_Given data_.
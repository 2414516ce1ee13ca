//! MemorySource: answers the `GraphSource` contract from rows held in memory.
//!
//! Mirrors the Postgres queries closely enough for tests and for callers that
//! already hold the rows. Records every view it is asked for, and can be told
//! to fail on a given view.

use std::cmp::Ordering;
use std::sync::Mutex;

use async_trait::async_trait;
use serde_json::Value;

use civicgraph_common::{
    BridgeRow, CityLocationRow, CityRow, EntityRow, LocationRow, OperationRow,
};

use crate::error::{StoreError, StoreResult};
use crate::source::{BridgeFilter, GraphSource, View};

#[derive(Default)]
pub struct MemorySource {
    entities: Vec<EntityRow>,
    bridges: Vec<BridgeRow>,
    operations: Vec<OperationRow>,
    locations: Vec<LocationRow>,
    cities: Vec<CityRow>,
    fail_on: Option<View>,
    calls: Mutex<Vec<View>>,
}

impl MemorySource {
    pub fn new() -> Self {
        Self::default()
    }

    pub fn with_entities(mut self, entities: Vec<EntityRow>) -> Self {
        self.entities = entities;
        self
    }

    pub fn with_bridges(mut self, bridges: Vec<BridgeRow>) -> Self {
        self.bridges = bridges;
        self
    }

    pub fn with_operations(mut self, operations: Vec<OperationRow>) -> Self {
        self.operations = operations;
        self
    }

    /// Locations must carry `city_id` in `fields` to join against cities.
    pub fn with_locations(mut self, locations: Vec<LocationRow>) -> Self {
        self.locations = locations;
        self
    }

    pub fn with_cities(mut self, cities: Vec<CityRow>) -> Self {
        self.cities = cities;
        self
    }

    /// Every read of `view` fails with `StoreError::Unavailable`.
    pub fn failing_on(mut self, view: View) -> Self {
        self.fail_on = Some(view);
        self
    }

    /// Views read so far, in call order (for test assertions).
    pub fn calls(&self) -> Vec<View> {
        self.calls.lock().unwrap_or_else(|e| e.into_inner()).clone()
    }

    fn record(&self, view: View) -> StoreResult<()> {
        self.calls
            .lock()
            .unwrap_or_else(|e| e.into_inner())
            .push(view);

        if self.fail_on == Some(view) {
            return Err(StoreError::Unavailable {
                view: view.name(),
                reason: "configured to fail".to_string(),
            });
        }
        Ok(())
    }

    fn renderable(&self) -> impl Iterator<Item = &EntityRow> {
        self.entities.iter().filter(|e| e.render == Some(true))
    }

    fn city_of(&self, location: &LocationRow) -> Option<&CityRow> {
        let city_id = location.fields.get("city_id").and_then(Value::as_i64)?;
        self.cities.iter().find(|c| c.id == city_id)
    }

    /// `locations` joined with `cities`, flattened the way `locations_with_city` is.
    fn joined_locations(&self) -> Vec<LocationRow> {
        self.locations
            .iter()
            .map(|location| {
                let mut joined = location.clone();
                if let Some(city) = self.city_of(location) {
                    if let Ok(Value::Object(city_fields)) = serde_json::to_value(city) {
                        for (key, value) in city_fields {
                            if key != "id" {
                                joined.fields.entry(key).or_insert(value);
                            }
                        }
                    }
                }
                joined
            })
            .collect()
    }
}

/// Descending, with missing values last (Postgres `DESC NULLS LAST`).
fn desc_nulls_last(a: Option<i64>, b: Option<i64>) -> Ordering {
    match (a, b) {
        (Some(a), Some(b)) => b.cmp(&a),
        (Some(_), None) => Ordering::Less,
        (None, Some(_)) => Ordering::Greater,
        (None, None) => Ordering::Equal,
    }
}

fn top_by<'a>(
    rows: impl Iterator<Item = &'a EntityRow>,
    key: impl Fn(&EntityRow) -> Option<i64>,
    limit: usize,
) -> Vec<&'a EntityRow> {
    let mut ranked: Vec<&EntityRow> = rows.collect();
    ranked.sort_by(|a, b| desc_nulls_last(key(*a), key(*b)));
    ranked.truncate(limit);
    ranked
}

#[async_trait]
impl GraphSource for MemorySource {
    async fn top_entities(&self, limit: i64) -> StoreResult<Vec<EntityRow>> {
        self.record(View::Entities)?;
        let limit = usize::try_from(limit).unwrap_or(0);

        let by_employees = top_by(self.renderable(), |e| e.employees, limit);
        let by_followers = top_by(self.renderable(), |e| e.followers, limit);

        let mut union: Vec<EntityRow> = Vec::new();
        for row in by_employees.into_iter().chain(by_followers) {
            if !union.iter().any(|seen| seen.id == row.id) {
                union.push(row.clone());
            }
        }
        union.sort_by(|a, b| a.name.cmp(&b.name));
        Ok(union)
    }

    async fn entities_excluding(&self, exclude: &[i64]) -> StoreResult<Vec<EntityRow>> {
        self.record(View::Entities)?;

        let mut rows: Vec<EntityRow> = self
            .renderable()
            .filter(|e| !exclude.contains(&e.id))
            .map(|e| EntityRow {
                id: e.id,
                name: e.name.clone(),
                nickname: e.nickname.clone(),
                followers: e.followers,
                employees: e.employees,
                entity_type: e.entity_type.clone(),
                ..Default::default()
            })
            .collect();
        rows.sort_by(|a, b| a.name.cmp(&b.name));
        Ok(rows)
    }

    async fn bridges(&self, filter: &BridgeFilter) -> StoreResult<Vec<BridgeRow>> {
        self.record(View::Bridges)?;
        Ok(self
            .bridges
            .iter()
            .filter(|b| filter.matches(b))
            .cloned()
            .collect())
    }

    async fn operations(&self) -> StoreResult<Vec<OperationRow>> {
        self.record(View::Operations)?;
        Ok(self.operations.clone())
    }

    async fn entity_locations(&self) -> StoreResult<Vec<LocationRow>> {
        self.record(View::LocationsWithCity)?;
        Ok(self.joined_locations())
    }

    async fn locations(&self) -> StoreResult<Vec<LocationRow>> {
        self.record(View::Locations)?;
        Ok(self.locations.clone())
    }

    async fn cities(&self) -> StoreResult<Vec<CityRow>> {
        self.record(View::Cities)?;
        Ok(self.cities.clone())
    }

    async fn city_locations(&self) -> StoreResult<Vec<CityLocationRow>> {
        self.record(View::Locations)?;

        let text = |fields: &serde_json::Map<String, Value>, key: &str| {
            fields.get(key).and_then(Value::as_str).map(str::to_string)
        };
        let float = |fields: &serde_json::Map<String, Value>, key: &str| {
            fields.get(key).and_then(Value::as_f64)
        };

        let mut rows: Vec<CityLocationRow> = Vec::new();
        for location in &self.locations {
            let city = self.city_of(location);
            let row = CityLocationRow {
                entity: location.entity_id,
                address: text(&location.fields, "address"),
                address_lat: float(&location.fields, "address_lat"),
                address_long: float(&location.fields, "address_long"),
                city_name: city.and_then(|c| c.city_name.clone()),
                state_name: city.and_then(|c| c.state_name.clone()),
                state_code: city.and_then(|c| c.state_code.clone()),
                country_name: city.and_then(|c| c.country_name.clone()),
                country_code: city.and_then(|c| c.country_code.clone()),
                city_lat: city.and_then(|c| c.city_lat),
                city_long: city.and_then(|c| c.city_long),
            };
            if !rows.contains(&row) {
                rows.push(row);
            }
        }

        // ORDER BY entity, nulls last
        rows.sort_by_key(|r| (r.entity.is_none(), r.entity));
        Ok(rows)
    }
}

#[cfg(test)]
mod tests {
    use super::*;

    fn entity(id: i64, name: &str, employees: Option<i64>, followers: Option<i64>) -> EntityRow {
        EntityRow {
            render: Some(true),
            employees,
            followers,
            ..EntityRow::new(id, name)
        }
    }

    #[tokio::test]
    async fn top_entities_is_a_sorted_union() {
        let source = MemorySource::new().with_entities(vec![
            entity(1, "Zeta", Some(500), Some(10)),
            entity(2, "Alpha", Some(10), Some(900)),
            entity(3, "Mid", Some(400), Some(800)),
            entity(4, "Tiny", Some(1), Some(1)),
        ]);

        let top = source.top_entities(2).await.unwrap();
        let names: Vec<&str> = top.iter().map(|e| e.name.as_str()).collect();
        assert_eq!(names, vec!["Alpha", "Mid", "Zeta"]);
    }

    #[tokio::test]
    async fn excluded_ids_never_come_back() {
        let source = MemorySource::new().with_entities(vec![
            entity(1, "A", None, None),
            entity(2, "B", None, None),
            EntityRow::new(3, "Hidden"),
        ]);

        let rows = source.entities_excluding(&[1]).await.unwrap();
        let ids: Vec<i64> = rows.iter().map(|e| e.id).collect();
        assert_eq!(ids, vec![2]);
        assert_eq!(rows[0].render, None);
    }

    #[tokio::test]
    async fn failing_view_is_recorded_and_errors() {
        let source = MemorySource::new().failing_on(View::Operations);
        assert!(source.operations().await.is_err());
        assert!(source.cities().await.is_ok());
        assert_eq!(source.calls(), vec![View::Operations, View::Cities]);
    }
}
use chesscom_api::ModeStat;
use tui::buffer::Buffer;
use tui::layout::Rect;
use tui::style::{Color, Modifier, Style};
use tui::widgets::{Block, BorderType, Borders, Widget};

use crate::ui::format::{format_count, or_dash};

// ---------------------------------------------------------------------------
// Layout constants
// ---------------------------------------------------------------------------

/// Rows per card: border, mode badge, ratings line, record line, border.
pub const CARD_HEIGHT: u16 = 5;

/// Below this width the cards stack in a single column.
const TWO_COLUMN_MIN_WIDTH: u16 = 60;

const CARD_GAP: u16 = 1;

/// Number of terminal rows needed to show `count` cards at `width`.
pub fn required_height(count: usize, width: u16) -> u16 {
    let cols = columns_for(width) as usize;
    count.div_ceil(cols) as u16 * CARD_HEIGHT
}

fn columns_for(width: u16) -> u16 {
    if width >= TWO_COLUMN_MIN_WIDTH { 2 } else { 1 }
}

// ---------------------------------------------------------------------------
// StatCards widget
// ---------------------------------------------------------------------------

/// Per-mode rating cards laid out in a grid:
///
/// ```text
/// ╭──────────────────────────╮ ╭──────────────────────────╮
/// │ [rapid]                  │ │ [blitz]                  │
/// │ Current: 2810 · Best: 29 │ │ Current: — · Best: 3300  │
/// │ 1,024W · 311L · 402D     │ │ 0W · 0L · 0D             │
/// ╰──────────────────────────╯ ╰──────────────────────────╯
/// ```
pub struct StatCards<'a> {
    pub stats: &'a [ModeStat],
}

impl<'a> Widget for StatCards<'a> {
    fn render(self, area: Rect, buf: &mut Buffer) {
        if area.width < 10 || area.height < CARD_HEIGHT {
            return;
        }

        let cols = columns_for(area.width);
        let card_w = (area.width - CARD_GAP * (cols - 1)) / cols;

        for (idx, stat) in self.stats.iter().enumerate() {
            let row = (idx / cols as usize) as u16;
            let col = (idx % cols as usize) as u16;
            let y = area.y + row * CARD_HEIGHT;
            if y + CARD_HEIGHT > area.y + area.height {
                break;
            }
            let x = area.x + col * (card_w + CARD_GAP);
            draw_card(stat, Rect::new(x, y, card_w, CARD_HEIGHT), buf);
        }
    }
}

fn draw_card(stat: &ModeStat, area: Rect, buf: &mut Buffer) {
    let block = Block::default()
        .borders(Borders::ALL)
        .border_type(BorderType::Rounded)
        .border_style(Style::default().fg(Color::DarkGray));
    let inner = block.inner(area);
    block.render(area, buf);

    let width = inner.width as usize;
    let lines = [
        (
            format!("[{}]", stat.mode.label()),
            Style::default().fg(Color::Yellow).add_modifier(Modifier::BOLD),
        ),
        (rating_line(stat), Style::default().fg(Color::White)),
        (record_line(stat), Style::default().fg(Color::Gray)),
    ];

    for (dy, (text, style)) in lines.into_iter().enumerate() {
        let clipped: String = text.chars().take(width).collect();
        buf.set_string(inner.x, inner.y + dy as u16, &clipped, style);
    }
}

pub fn rating_line(stat: &ModeStat) -> String {
    format!("Current: {} · Best: {}", or_dash(stat.last), or_dash(stat.best))
}

pub fn record_line(stat: &ModeStat) -> String {
    let count = |n: Option<u32>| format_count(u64::from(n.unwrap_or(0)));
    format!(
        "{}W · {}L · {}D",
        count(stat.win),
        count(stat.loss),
        count(stat.draw)
    )
}

#[cfg(test)]
mod tests {
    use super::*;
    use chesscom_api::GameMode;

    fn stat(mode: GameMode, last: Option<u32>) -> ModeStat {
        ModeStat {
            mode,
            last,
            best: None,
            win: Some(1_024),
            loss: None,
            draw: Some(3),
        }
    }

    fn row_text(buf: &Buffer, y: u16) -> String {
        (0..buf.area.width)
            .map(|x| buf[(x, y)].symbol().to_string())
            .collect()
    }

    #[test]
    fn missing_values_use_defaults() {
        let s = stat(GameMode::Rapid, None);
        assert_eq!(rating_line(&s), "Current: — · Best: —");
        assert_eq!(record_line(&s), "1,024W · 0L · 3D");
    }

    #[test]
    fn wide_area_uses_two_columns() {
        assert_eq!(required_height(3, 80), 2 * CARD_HEIGHT);
        assert_eq!(required_height(3, 40), 3 * CARD_HEIGHT);
        assert_eq!(required_height(0, 80), 0);
    }

    #[test]
    fn renders_cards_side_by_side() {
        let stats = [stat(GameMode::Rapid, Some(2810)), stat(GameMode::Blitz, None)];
        let area = Rect::new(0, 0, 80, CARD_HEIGHT);
        let mut buf = Buffer::empty(area);
        StatCards { stats: &stats }.render(area, &mut buf);

        let badges = row_text(&buf, 1);
        assert!(badges.contains("[rapid]"));
        assert!(badges.contains("[blitz]"));
        assert!(row_text(&buf, 2).contains("Current: 2810"));
    }

    #[test]
    fn too_small_area_draws_nothing() {
        let stats = [stat(GameMode::Bullet, Some(3000))];
        let area = Rect::new(0, 0, 80, CARD_HEIGHT - 1);
        let mut buf = Buffer::empty(area);
        StatCards { stats: &stats }.render(area, &mut buf);
        assert!(row_text(&buf, 1).trim().is_empty());
    }
}
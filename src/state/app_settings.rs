use chesscom_api::Title;
use chesscom_api::client::DEFAULT_BASE_URL;
use log::LevelFilter;
use std::str::FromStr;

#[derive(Debug, Clone)]
pub struct AppSettings {
    pub full_screen: bool,
    pub log_level: Option<LevelFilter>,
    pub api_base: String,
    pub title: Title,
}

impl Default for AppSettings {
    fn default() -> Self {
        Self {
            full_screen: false,
            log_level: None,
            api_base: DEFAULT_BASE_URL.to_string(),
            title: Title::default(),
        }
    }
}

impl AppSettings {
    pub fn load() -> Self {
        Self::from_lookup(|key| std::env::var(key).ok())
    }

    /// Build settings from an environment-like lookup. Unset, blank or
    /// unparseable values keep their defaults.
    pub fn from_lookup(lookup: impl Fn(&str) -> Option<String>) -> Self {
        let get = |key: &str| lookup(key).filter(|v| !v.trim().is_empty());
        let defaults = Self::default();

        Self {
            full_screen: false,
            log_level: get("GMTUI_LOG").and_then(|v| LevelFilter::from_str(v.trim()).ok()),
            api_base: get("GMTUI_API_BASE")
                .map(|v| v.trim().to_string())
                .unwrap_or(defaults.api_base),
            title: get("GMTUI_TITLE")
                .and_then(|v| Title::parse(&v))
                .unwrap_or(defaults.title),
        }
    }
}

_Required work_.
Scan the data above. Return every line with "contains" in it.

_Answer box_.
            .filter(|e| !exclude.contains(&e.id))
            if !rows.contains(&row) {
        assert!(badges.contains("[rapid]"));
        assert!(badges.contains("[blitz]"));
        assert!(row_text(&buf, 2).contains("Current: 2810"));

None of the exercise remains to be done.